Jasmines Law: The Fight To End ‘No Pets’ Clauses

A bill has been introduced to Parliament which seeks to put an end to the “No Pets” clauses which are common with rental properties and support responsible pet owners looking for rental accommodation.

The “No Pets” clause is a common feature with most rental homes across the UK, and it is thought that it is a barrier which prevents people from moving into suitable properties. Their choice is to either give up their pet or live in unsuitable accommodation or on the streets – and many people choose the latter.

The 10-minute bill, officially known as the Dogs and Domestic Animals (Accommodation and Protection Bill), was introduced by MP Andrew Rosindell and passed its first reading, with a second due on the 29th January 2021. In the speech, Mr Rosindell said:

“…pet owners who move into rented accommodation are faced with the reality that their family could be torn apart because most landlords in Britain have unnecessary bans or restrictions on pet ownership…such restrictions are nothing less than discrimination. Cruel to both owner and animal alike.”

The bill is named “Jasmine’s Law” after a Weimaraner owned by the Adams family from Surrey. Jasmine’s owner would love to accommodate Jasmine at his apartment, even if only for short stays. But restrictions mean he is one of the millions of people in the U.K. prevented from living with his pet, so Jasmine instead has to live at the family home with his mother.

Mr Rosindell went on to say that for dogs whose owners have no choice but to give them up, they are faced with an uncertain future in kennels, with people they don’t know. This isn’t just heartbreaking for the owner, but stressful for the dog too.

Battersea Dogs & Cats Home have found that these “No Pets” clauses are the second main reason why people are forced to give up their dogs here in the UK. It is thought that 10% of all pets which pass through their doors have been handed over for this reason, which is ~200 per year.
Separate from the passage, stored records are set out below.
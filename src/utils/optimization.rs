//! Box-constrained Nelder-Mead search used to estimate model coefficients.
//!
//! Every candidate vertex is clamped into its bounds before evaluation, so the
//! objective is never called outside the admissible region. A wall-clock
//! budget can cut the search short; callers decide whether that is an error.

use std::cmp::Ordering;
use std::time::{Duration, Instant};

/// Result of Nelder-Mead optimization.
#[derive(Debug, Clone)]
pub struct NelderMeadResult {
    pub optimal_point: Vec<f64>,
    pub optimal_value: f64,
    pub iterations: usize,
    /// The simplex shrank below the tolerance.
    pub converged: bool,
    /// The search stopped because the time budget ran out.
    pub timed_out: bool,
}

/// Configuration for Nelder-Mead optimization.
#[derive(Debug, Clone)]
pub struct NelderMeadConfig {
    pub max_iter: usize,
    /// Spread of objective values (and of vertices) below which the search stops.
    pub tolerance: f64,
    /// Reflection coefficient.
    pub alpha: f64,
    /// Expansion coefficient.
    pub gamma: f64,
    /// Contraction coefficient.
    pub rho: f64,
    /// Shrink coefficient.
    pub sigma: f64,
    /// Relative size of the initial simplex.
    pub initial_step: f64,
    /// Wall-clock budget for the whole search, unlimited when `None`.
    pub max_duration: Option<Duration>,
}

impl Default for NelderMeadConfig {
    fn default() -> Self {
        Self {
            max_iter: 1000,
            tolerance: 1e-8,
            alpha: 1.0,
            gamma: 2.0,
            rho: 0.5,
            sigma: 0.5,
            initial_step: 0.05,
            max_duration: None,
        }
    }
}

/// A scored point of the simplex.
#[derive(Debug, Clone)]
struct Vertex {
    point: Vec<f64>,
    value: f64,
}

struct Simplex<'a, F> {
    objective: F,
    bounds: Option<&'a [(f64, f64)]>,
    vertices: Vec<Vertex>,
}

impl<'a, F> Simplex<'a, F>
where
    F: Fn(&[f64]) -> f64,
{
    fn new(objective: F, initial: &[f64], bounds: Option<&'a [(f64, f64)]>, step: f64) -> Self {
        let mut simplex = Self {
            objective,
            bounds,
            vertices: Vec::with_capacity(initial.len() + 1),
        };
        let origin = simplex.score(initial.to_vec());
        simplex.vertices.push(origin);
        for i in 0..initial.len() {
            let mut point = initial.to_vec();
            point[i] += if initial[i].abs() > 1e-10 {
                step * initial[i].abs()
            } else {
                step
            };
            let vertex = simplex.score(point);
            simplex.vertices.push(vertex);
        }
        simplex
    }

    fn score(&self, mut point: Vec<f64>) -> Vertex {
        if let Some(bounds) = self.bounds {
            for (x, (lo, hi)) in point.iter_mut().zip(bounds) {
                *x = x.clamp(*lo, *hi);
            }
        }
        let value = (self.objective)(&point);
        Vertex { point, value }
    }

    /// Sort best first; NaN compares as equal and so keeps its place.
    fn order(&mut self) {
        self.vertices
            .sort_by(|a, b| a.value.partial_cmp(&b.value).unwrap_or(Ordering::Equal));
    }

    fn centroid(&self) -> Vec<f64> {
        let keep = &self.vertices[..self.vertices.len() - 1];
        let mut centroid = vec![0.0; keep[0].point.len()];
        for vertex in keep {
            for (c, x) in centroid.iter_mut().zip(&vertex.point) {
                *c += x;
            }
        }
        centroid.iter_mut().for_each(|c| *c /= keep.len() as f64);
        centroid
    }

    fn is_collapsed(&self, centroid: &[f64], tolerance: f64) -> bool {
        let best = self.vertices[0].value;
        let worst = self.vertices[self.vertices.len() - 1].value;
        if worst - best < tolerance {
            return true;
        }
        self.vertices.iter().all(|v| distance(&v.point, centroid) < tolerance)
    }

    /// One reflect / expand / contract / shrink step on an ordered simplex.
    fn step(&mut self, centroid: &[f64], config: &NelderMeadConfig) {
        let n = self.vertices.len() - 1;
        let best = self.vertices[0].value;
        let second_worst = self.vertices[n - 1].value;
        let worst = self.vertices[n].clone();

        let reflected = self.score(along(centroid, &worst.point, -config.alpha));
        if reflected.value < best {
            let expanded = self.score(along(centroid, &reflected.point, config.gamma));
            self.vertices[n] = if expanded.value < reflected.value {
                expanded
            } else {
                reflected
            };
            return;
        }
        if reflected.value < second_worst {
            self.vertices[n] = reflected;
            return;
        }

        let contracted = if reflected.value < worst.value {
            let outside = self.score(along(centroid, &reflected.point, config.rho));
            (outside.value <= reflected.value).then_some(outside)
        } else {
            let inside = self.score(along(centroid, &worst.point, config.rho));
            (inside.value < worst.value).then_some(inside)
        };
        if let Some(vertex) = contracted {
            self.vertices[n] = vertex;
            return;
        }

        let anchor = self.vertices[0].point.clone();
        for i in 1..=n {
            let point = along(&anchor, &self.vertices[i].point, config.sigma);
            self.vertices[i] = self.score(point);
        }
    }
}

/// `from + t * (to - from)`.
fn along(from: &[f64], to: &[f64], t: f64) -> Vec<f64> {
    from.iter().zip(to).map(|(a, b)| a + t * (b - a)).collect()
}

fn distance(a: &[f64], b: &[f64]) -> f64 {
    a.iter()
        .zip(b)
        .map(|(x, y)| (x - y).powi(2))
        .sum::<f64>()
        .sqrt()
}

/// Minimize `objective` starting from `initial`.
///
/// `bounds` holds one `(min, max)` pair per dimension.
///
/// # Example
/// ```
/// use emissions_forecast::utils::optimization::{nelder_mead, NelderMeadConfig};
///
/// // An AR coefficient bounded away from the unit root.
/// let result = nelder_mead(
///     |x| (x[0] - 1.4).powi(2),
///     &[0.1],
///     Some(&[(-0.99, 0.99)]),
///     NelderMeadConfig::default(),
/// );
///
/// assert!((result.optimal_point[0] - 0.99).abs() < 1e-6);
/// ```
pub fn nelder_mead<F>(
    objective: F,
    initial: &[f64],
    bounds: Option<&[(f64, f64)]>,
    config: NelderMeadConfig,
) -> NelderMeadResult
where
    F: Fn(&[f64]) -> f64,
{
    if initial.is_empty() {
        return NelderMeadResult {
            optimal_point: vec![],
            optimal_value: f64::NAN,
            iterations: 0,
            converged: false,
            timed_out: false,
        };
    }

    let started = Instant::now();
    let mut simplex = Simplex::new(objective, initial, bounds, config.initial_step);
    let mut iterations = 0;
    let mut converged = false;
    let mut timed_out = false;

    while iterations < config.max_iter {
        if config
            .max_duration
            .is_some_and(|budget| started.elapsed() >= budget)
        {
            timed_out = true;
            break;
        }
        iterations += 1;

        simplex.order();
        let centroid = simplex.centroid();
        if simplex.is_collapsed(&centroid, config.tolerance) {
            converged = true;
            break;
        }
        simplex.step(&centroid, &config);
    }

    simplex.order();
    let best = simplex.vertices.swap_remove(0);
    NelderMeadResult {
        optimal_point: best.point,
        optimal_value: best.value,
        iterations,
        converged,
        timed_out,
    }
}

#[cfg(test)]
mod tests {
    use super::*;
    use approx::assert_relative_eq;

    fn ar_decay(phi: f64, start: f64, n: usize) -> Vec<f64> {
        std::iter::successors(Some(start), |y| Some(phi * y)).take(n).collect()
    }

    fn ar1_css(y: &[f64]) -> impl Fn(&[f64]) -> f64 + '_ {
        move |params| {
            y.windows(2)
                .map(|w| (w[1] - params[0] * w[0]).powi(2))
                .sum::<f64>()
        }
    }

    #[test]
    fn recovers_ar1_coefficient() {
        let y = ar_decay(-0.45, 8.0, 30);
        let result = nelder_mead(
            ar1_css(&y),
            &[0.1],
            Some(&[(-0.99, 0.99)]),
            NelderMeadConfig::default(),
        );

        assert!(result.converged);
        assert!(!result.timed_out);
        assert_relative_eq!(result.optimal_point[0], -0.45, epsilon = 1e-3);
    }

    #[test]
    fn minimizes_separable_quadratic() {
        let result = nelder_mead(
            |x| (x[0] - 0.3).powi(2) + 2.0 * (x[1] + 0.4).powi(2) + (x[2] - 0.05).powi(2),
            &[0.1, 0.05, 0.033],
            None,
            NelderMeadConfig::default(),
        );

        assert!(result.converged);
        assert_relative_eq!(result.optimal_point[0], 0.3, epsilon = 1e-3);
        assert_relative_eq!(result.optimal_point[1], -0.4, epsilon = 1e-3);
        assert_relative_eq!(result.optimal_point[2], 0.05, epsilon = 1e-3);
    }

    #[test]
    fn bounds_hold_the_optimum_inside_the_box() {
        // Unconstrained minimum at (2, -3).
        let bounds = [(-0.99, 0.99), (-0.99, 0.99)];
        let result = nelder_mead(
            |x| {
                assert!(x.iter().all(|v| v.abs() <= 0.99));
                (x[0] - 2.0).powi(2) + (x[1] + 3.0).powi(2)
            },
            &[0.1, 0.05],
            Some(&bounds),
            NelderMeadConfig::default(),
        );

        assert_relative_eq!(result.optimal_point[0], 0.99, epsilon = 1e-4);
        assert_relative_eq!(result.optimal_point[1], -0.99, epsilon = 1e-4);
    }

    #[test]
    fn unbounded_intercept_next_to_bounded_coefficient() {
        let bounds = [(f64::NEG_INFINITY, f64::INFINITY), (-0.99, 0.99)];
        let result = nelder_mead(
            |x| (x[0] - 250.0).powi(2) + (x[1] - 0.5).powi(2),
            &[240.0, 0.1],
            Some(&bounds),
            NelderMeadConfig {
                max_iter: 5000,
                ..Default::default()
            },
        );

        assert_relative_eq!(result.optimal_point[0], 250.0, epsilon = 1e-2);
        assert_relative_eq!(result.optimal_point[1], 0.5, epsilon = 1e-2);
    }

    #[test]
    fn stops_when_budget_exhausted() {
        let config = NelderMeadConfig {
            max_duration: Some(Duration::ZERO),
            ..Default::default()
        };
        let result = nelder_mead(|x| x[0].powi(2) + x[1].powi(2), &[0.5, 0.5], None, config);

        assert!(result.timed_out);
        assert!(!result.converged);
        assert_eq!(result.iterations, 0);
        assert_eq!(result.optimal_point.len(), 2);
    }

    #[test]
    fn iteration_cap_is_respected() {
        let config = NelderMeadConfig {
            max_iter: 3,
            ..Default::default()
        };
        let result = nelder_mead(|x| (x[0] - 10.0).powi(2), &[0.0], None, config);

        assert_eq!(result.iterations, 3);
        assert!(!result.converged);
    }

    #[test]
    fn non_finite_objective_never_wins() {
        let result = nelder_mead(
            |x| if x[0] > 0.5 { f64::MAX } else { (x[0] - 0.2).powi(2) },
            &[0.1],
            Some(&[(-0.99, 0.99)]),
            NelderMeadConfig::default(),
        );
        assert_relative_eq!(result.optimal_point[0], 0.2, epsilon = 1e-3);
    }

    #[test]
    fn empty_initial_point() {
        let result = nelder_mead(|_| 0.0, &[], None, NelderMeadConfig::default());

        assert!(!result.converged);
        assert!(result.optimal_value.is_nan());
    }
}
It has a particular impact on the homeless population. Many refuse to give up their pets, forcing them to turn down the offers of ‘no pet’ accommodation and continue to live on the streets. They are told they are ‘intentionally homeless’ and are therefore refused further housing assistance. Many rely on the companionship of these pets to get them through these conditions, so to force them to give this up is cruel in the eyes of those behind the petition.

Pet-Friendly Properties

Eight million households in the UK live in rental properties. This is 38% of all UK households, which is predicted to rise to 40% by 2025. However, the Coronavirus pandemic has seen uncertainty over the economy, jobs and housing, which means this could actually grow much more.

Yet, 55% of all landlords are thought to ban pets. Social housing is a particular issue here; 3.4 million UK homes are social rented, yet the sector is controlled by few landlords, and tenants stay in these properties up to 3x as long as ordinary rentals.

Only 24% of Local Authorities allow all their tenants to keep a dog, and while the number who are allowed to keep cats is 48%, it still leaves over 1.5 million people without the chance to live with a pet. Pet ownership is said to increase mental wellbeing, fitness levels and social interaction, so there are wider issues to this ban than the simple restrictions.

Around 30% of rental tenants are thought to own a pet which they haven’t declared, whether this is a cat or dog or something smaller, and they would risk eviction if they were discovered. This puts them in a perilous situation.

International Laws

In Belgium, a court declared that a complete ban on pets violated the right to private life. Germany’s courts said a blanket ban would be unfair and is legally “ineffective”.

As for France, “no pet” clauses were banned way back in 1970, and blanket bans in the USA are prohibited in all public housing, which has been the case since 2000.

So, for a nation of animal lovers, the UK lacks woefully behind the laws of some other leading countries when it comes to animal welfare and rental or social housing.

Responsible Pet Ownership

The key factor in this bill is ‘responsible’ pet ownership.

Many landlords ban pets on the belief that they will be a noise nuisance, will create a mess and damage the property. Some landlords impose higher rents and deposits for ‘pet-friendly’ properties as a way to cover the risk of damage. Many also have individual requests that the dog doesn’t go into certain areas, or that they are microchipped and trained.

Mr Rosindell admitted that in some cases, landlords impose these restrictions with good cause:

“Many landlords have legitimate concerns, which I do not want to dismiss lightly. It is true that irresponsibly owned pets can be a cause of damage, misery and suffering to the animals themselves, to the neighbours and also those who own and manage the properties.”

However, he thinks there is room to improve the communication between landlords and the authorities. A “responsible ownership checklist” would include dogs requiring to be vaccinated and microchipped and responsive to basic training commands, with appropriate rules applying to other animals.

A vet would scan them and ensure everything is up-to-date, with their inclusion on a national database and proof of ownership. As for the homeless population, there are charities which can help with this, making it easier for dogs to have access to healthcare.